This trial was stopped early. Enrolment was halted after the first interim analysis because of slower-than-expected enrolment and the need for substantial additional funding to complete the planned sample size.

Outcome TTDN + standard care Standard care Effect p value / 95% CI Notes
Successful weaning by Day 30 (≥48 h off invasive ventilation) 71/102 (69.6%) 69/114 (60.5%) HR 1.34 95% CrI 1.01 to 1.78; posterior probability 97.9% Primary endpoint; modified intention-to-treat; Bayesian model with prespecified borrowing from RESCUE-2.
Duration of invasive ventilation to successful weaning or Day 30 (days) 13.0 (6.0–29.0) 18.0 (7.0–29.0) Absolute mean difference −2.4 d 95% CrI −5.0 to 0.1; posterior probability 97.1% Modified intention-to-treat; censored at Day 30 for those not weaned.
Ventilator-free days to Day 30 (days) 16.0 (0.0–22.8) 6.0 (0.0–22.0) OR 1.61 95% CrI 1.03 to 2.41; posterior probability 98.2% Modified intention-to-treat; model-based estimate reported by authors.
Day 30 mortality 10/102 (9.8%) 12/114 (10.5%) HR 0.74 95% CrI 0.37 to 1.46; posterior probability 80.6% Modified intention-to-treat; not powered for mortality.

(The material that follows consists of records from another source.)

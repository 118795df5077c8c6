//! Front-matter parsing

use anyhow::Result;
use chrono::{DateTime, Local, NaiveDateTime, TimeZone};
use serde::{Deserialize, Deserializer, Serialize};
use std::collections::HashMap;

/// Custom deserializer that accepts both a single string and a list of strings
fn string_or_vec<'de, D>(deserializer: D) -> Result<Vec<String>, D::Error>
where
    D: Deserializer<'de>,
{
    use serde::de::{self, SeqAccess, Visitor};
    use std::fmt;

    struct StringOrVec;

    impl<'de> Visitor<'de> for StringOrVec {
        type Value = Vec<String>;

        fn expecting(&self, formatter: &mut fmt::Formatter) -> fmt::Result {
            formatter.write_str("a string or a list of strings")
        }

        fn visit_str<E: de::Error>(self, value: &str) -> Result<Self::Value, E> {
            Ok(vec![value.to_string()])
        }

        fn visit_seq<S: SeqAccess<'de>>(self, mut seq: S) -> Result<Self::Value, S::Error> {
            let mut vec = Vec::new();
            while let Some(item) = seq.next_element::<String>()? {
                vec.push(item);
            }
            Ok(vec)
        }

        fn visit_none<E: de::Error>(self) -> Result<Self::Value, E> {
            Ok(Vec::new())
        }

        fn visit_unit<E: de::Error>(self) -> Result<Self::Value, E> {
            Ok(Vec::new())
        }
    }

    deserializer.deserialize_any(StringOrVec)
}

/// Front-matter data from a post
#[derive(Debug, Clone, Default, Serialize, Deserialize)]
#[serde(default)]
pub struct FrontMatter {
    pub title: Option<String>,
    pub date: Option<String>,
    pub category: Option<String>,
    #[serde(deserialize_with = "string_or_vec", default)]
    pub tags: Vec<String>,

    /// Additional custom fields
    #[serde(flatten)]
    pub extra: HashMap<String, serde_yaml::Value>,
}

impl FrontMatter {
    /// Parse YAML front-matter from content string.
    /// Returns (front_matter, remaining_content).
    pub fn parse(content: &str) -> Result<(Self, &str)> {
        let trimmed = content.trim_start();

        let Some(rest) = trimmed.strip_prefix("---") else {
            return Ok((FrontMatter::default(), content));
        };

        // Search before trimming anything, so a closing fence on the very
        // next line (empty front-matter) still matches
        let Some(end) = rest.find("\n---") else {
            // No closing fence, treat the whole file as content
            return Ok((FrontMatter::default(), content));
        };

        let yaml = &rest[..end];
        let remaining = rest[end + 4..].trim_start_matches(['\n', '\r']);

        if yaml.trim().is_empty() {
            return Ok((FrontMatter::default(), remaining));
        }

        match serde_yaml::from_str::<FrontMatter>(yaml) {
            Ok(fm) => Ok((fm, remaining)),
            Err(e) => {
                tracing::warn!("Failed to parse front-matter, treating as content: {}", e);
                Ok((FrontMatter::default(), content))
            }
        }
    }

    /// Parse the date string into a DateTime
    pub fn parse_date(&self) -> Option<DateTime<Local>> {
        self.date.as_ref().and_then(|s| parse_date_string(s))
    }
}

/// Parse a date string in various formats
fn parse_date_string(s: &str) -> Option<DateTime<Local>> {
    let s = s.trim();

    let formats = [
        "%Y-%m-%d %H:%M:%S",
        "%Y/%m/%d %H:%M:%S",
        "%Y-%m-%d %H:%M",
        "%Y/%m/%d %H:%M",
        "%Y-%m-%d",
        "%Y/%m/%d",
        "%Y-%m-%dT%H:%M:%S",
        "%Y-%m-%dT%H:%M:%S%.f",
    ];

    // Front-matter dates are local wall-clock times; the calendar day must
    // survive the conversion in every timezone
    for fmt in formats {
        if let Ok(dt) = NaiveDateTime::parse_from_str(s, fmt) {
            return Local.from_local_datetime(&dt).single();
        }
        if let Ok(d) = chrono::NaiveDate::parse_from_str(s, fmt) {
            let dt = d.and_hms_opt(0, 0, 0)?;
            return Local.from_local_datetime(&dt).single();
        }
    }

    // Try RFC 3339 / ISO 8601
    if let Ok(dt) = DateTime::parse_from_rfc3339(s) {
        return Some(dt.with_timezone(&Local));
    }

    None
}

Change in maximal inspiratory pressure from baseline to last measurement (cm H2O) 12.8 (0.0–23.6) 7.7 (0.0–19.1) Difference 5.9 95% CrI 1.8 to 10.0; posterior probability 99.8% Modified intention-to-treat; physiological endpoint supporting separation of mechanism.

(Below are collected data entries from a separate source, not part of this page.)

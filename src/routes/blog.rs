//! Blog route view models
//!
//! Shapes store output into the data the blog pages consume: the index
//! (root folders plus every post), and a node page which is either a
//! folder listing or a single post depending on the final path segment.

use anyhow::Result;
use lazy_static::lazy_static;
use regex::Regex;
use serde::Serialize;

use crate::config::SiteConfig;
use crate::content::{BlogStore, FolderInfo, Post};
use crate::helpers::{format_date, url_for};

lazy_static! {
    /// A path segment that is all digits addresses a post, not a folder
    static ref POST_SEGMENT: Regex = Regex::new(r"^\d+$").unwrap();
}

/// One breadcrumb link
#[derive(Debug, Clone, PartialEq, Eq, Serialize)]
pub struct Crumb {
    pub label: String,
    pub path: String,
}

/// Folder entry as shown in listings
#[derive(Debug, Clone, Serialize)]
#[serde(rename_all = "camelCase")]
pub struct FolderSummary {
    pub name: String,
    pub path: String,
    pub folder_count: usize,
    pub post_count: usize,
    pub total_folder_count: usize,
    pub total_post_count: usize,
    pub date: String,
}

/// Post entry as shown in listings
#[derive(Debug, Clone, Serialize)]
#[serde(rename_all = "camelCase")]
pub struct PostSummary {
    pub title: String,
    pub path: String,
    pub category: String,
    pub date: String,
    pub word_count: usize,
}

/// View model for the blog index page
#[derive(Debug, Clone, Serialize)]
#[serde(rename_all = "camelCase")]
pub struct IndexPage {
    pub folders: Vec<FolderSummary>,
    pub all_posts: Vec<PostSummary>,
}

/// View model for a folder (category) page
#[derive(Debug, Clone, Serialize)]
#[serde(rename_all = "camelCase")]
pub struct FolderPage {
    pub path: String,
    pub segments: Vec<String>,
    pub breadcrumb: Vec<Crumb>,
    pub is_post: bool,
    pub folders: Vec<FolderSummary>,
    pub posts: Vec<PostSummary>,
    pub all_posts: Vec<PostSummary>,
}

/// View model for a single post page
#[derive(Debug, Clone, Serialize)]
#[serde(rename_all = "camelCase")]
pub struct PostPage {
    pub path: String,
    pub segments: Vec<String>,
    pub breadcrumb: Vec<Crumb>,
    pub is_post: bool,
    pub title: String,
    pub date: String,
    pub category: String,
    pub content: String,
    pub word_count: usize,
    pub tags: Vec<String>,
}

/// A blog node is either a folder listing or a single post
#[derive(Debug, Clone, Serialize)]
#[serde(untagged)]
pub enum BlogPage {
    Post(PostPage),
    Folder(FolderPage),
}

/// Whether a trailing path segment addresses a post
pub fn is_post_segment(segment: &str) -> bool {
    POST_SEGMENT.is_match(segment)
}

/// Build the blog index view model
pub fn index(store: &BlogStore, config: &SiteConfig) -> Result<IndexPage> {
    let listing = store.items("")?;
    let all_posts = store.all_posts(None)?;

    Ok(IndexPage {
        folders: listing
            .folders
            .iter()
            .map(|f| folder_summary(f, config))
            .collect(),
        all_posts: all_posts.iter().map(|p| post_summary(p, config)).collect(),
    })
}

/// Build the view model for a blog node at `path`
pub fn node(store: &BlogStore, config: &SiteConfig, path: &str) -> Result<BlogPage> {
    let segments: Vec<String> = path
        .split('/')
        .filter(|s| !s.is_empty())
        .map(str::to_string)
        .collect();
    let path = segments.join("/");

    let is_post = segments
        .last()
        .map(|s| is_post_segment(s))
        .unwrap_or(false);

    if is_post {
        let Some(post) = store.post(&path)? else {
            anyhow::bail!("Post not found: {}", path);
        };

        // The numeric post index does not appear in the breadcrumb
        let crumbs = breadcrumb(config, &segments[..segments.len() - 1]);

        Ok(BlogPage::Post(PostPage {
            path,
            segments,
            breadcrumb: crumbs,
            is_post: true,
            title: post.title,
            date: format_date(&post.date, &config.date_format),
            category: post.category,
            content: post.content,
            word_count: post.word_count,
            tags: post.tags,
        }))
    } else {
        let listing = store.items(&path)?;
        let all_posts = store.all_posts_under(&path, None)?;

        Ok(BlogPage::Folder(FolderPage {
            breadcrumb: breadcrumb(config, &segments),
            is_post: false,
            folders: listing
                .folders
                .iter()
                .map(|f| folder_summary(f, config))
                .collect(),
            posts: listing
                .posts
                .iter()
                .map(|p| post_summary(p, config))
                .collect(),
            all_posts: all_posts.iter().map(|p| post_summary(p, config)).collect(),
            path,
            segments,
        }))
    }
}

/// Breadcrumb for a node: a fixed root crumb, then one per segment
pub fn breadcrumb(config: &SiteConfig, segments: &[String]) -> Vec<Crumb> {
    let mut crumbs = vec![Crumb {
        label: "Blog".to_string(),
        path: url_for(config, "blog"),
    }];

    for (i, segment) in segments.iter().enumerate() {
        let cumulative = segments[..=i].join("/");
        crumbs.push(Crumb {
            label: segment.clone(),
            path: url_for(config, &format!("blog/{}", cumulative)),
        });
    }

    crumbs
}

/// Every prerenderable blog tree path: non-root folders and posts,
/// depth-first, folders before their own posts
pub fn entries(store: &BlogStore) -> Result<Vec<String>> {
    let mut paths = Vec::new();
    collect_paths(store, "", &mut paths)?;
    Ok(paths)
}

fn collect_paths(store: &BlogStore, current: &str, paths: &mut Vec<String>) -> Result<()> {
    if !current.is_empty() {
        paths.push(current.to_string());
    }

    let listing = store.items(current)?;

    for folder in &listing.folders {
        collect_paths(store, &folder.path, paths)?;
    }

    for post in &listing.posts {
        paths.push(post.path.clone());
    }

    Ok(())
}

fn folder_summary(folder: &FolderInfo, config: &SiteConfig) -> FolderSummary {
    FolderSummary {
        name: folder.name.clone(),
        path: folder.path.clone(),
        folder_count: folder.folder_count,
        post_count: folder.post_count,
        total_folder_count: folder.total_folder_count,
        total_post_count: folder.total_post_count,
        date: format_date(&folder.date, &config.date_format),
    }
}

fn post_summary(post: &Post, config: &SiteConfig) -> PostSummary {
    PostSummary {
        title: post.title.clone(),
        path: post.path.clone(),
        category: post.category.clone(),
        date: format_date(&post.date, &config.date_format),
        word_count: post.word_count,
    }
}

Serious adverse events (patients with ≥1 SAE) 39/109 (35.8%) 27/114 (23.7%) Not reported Not reported Intention-to-treat safety population; includes 2 deaths assessed as possibly related to catheter placement.
Cardiac serious adverse events 12/109 (11.0%) 2/114 (1.8%) Not reported Not reported Intention-to-treat safety population.
  • TTDN increased the Bayesian probability of Day-30 successful weaning (69.6% vs 60.5%; HR 1.34; 95% CrI 1.01 to 1.78; posterior probability 97.9%), but the trial did not reach its planned sample size because of early termination.
  • Ventilator-free days to Day 30 were higher with TTDN (median 16.0 vs 6.0 days; OR 1.61; 95% CrI 1.03 to 2.41), while Day-30 mortality was similar (9.8% vs 10.5%; HR 0.74; 95% CrI 0.37 to 1.46).
  • Safety signals favoured standard care: serious adverse events occurred in 35.8% with TTDN vs 23.7% with standard care, and two deaths were assessed as possibly related to catheter placement.

Internal Validity

  • Randomisation and allocation:
    • Central electronic randomisation with site stratification and random permuted blocks; allocation concealment likely adequate up to assignment.
    • Open-label delivery after allocation created potential for performance and detection bias, particularly for clinician-driven weaning decisions.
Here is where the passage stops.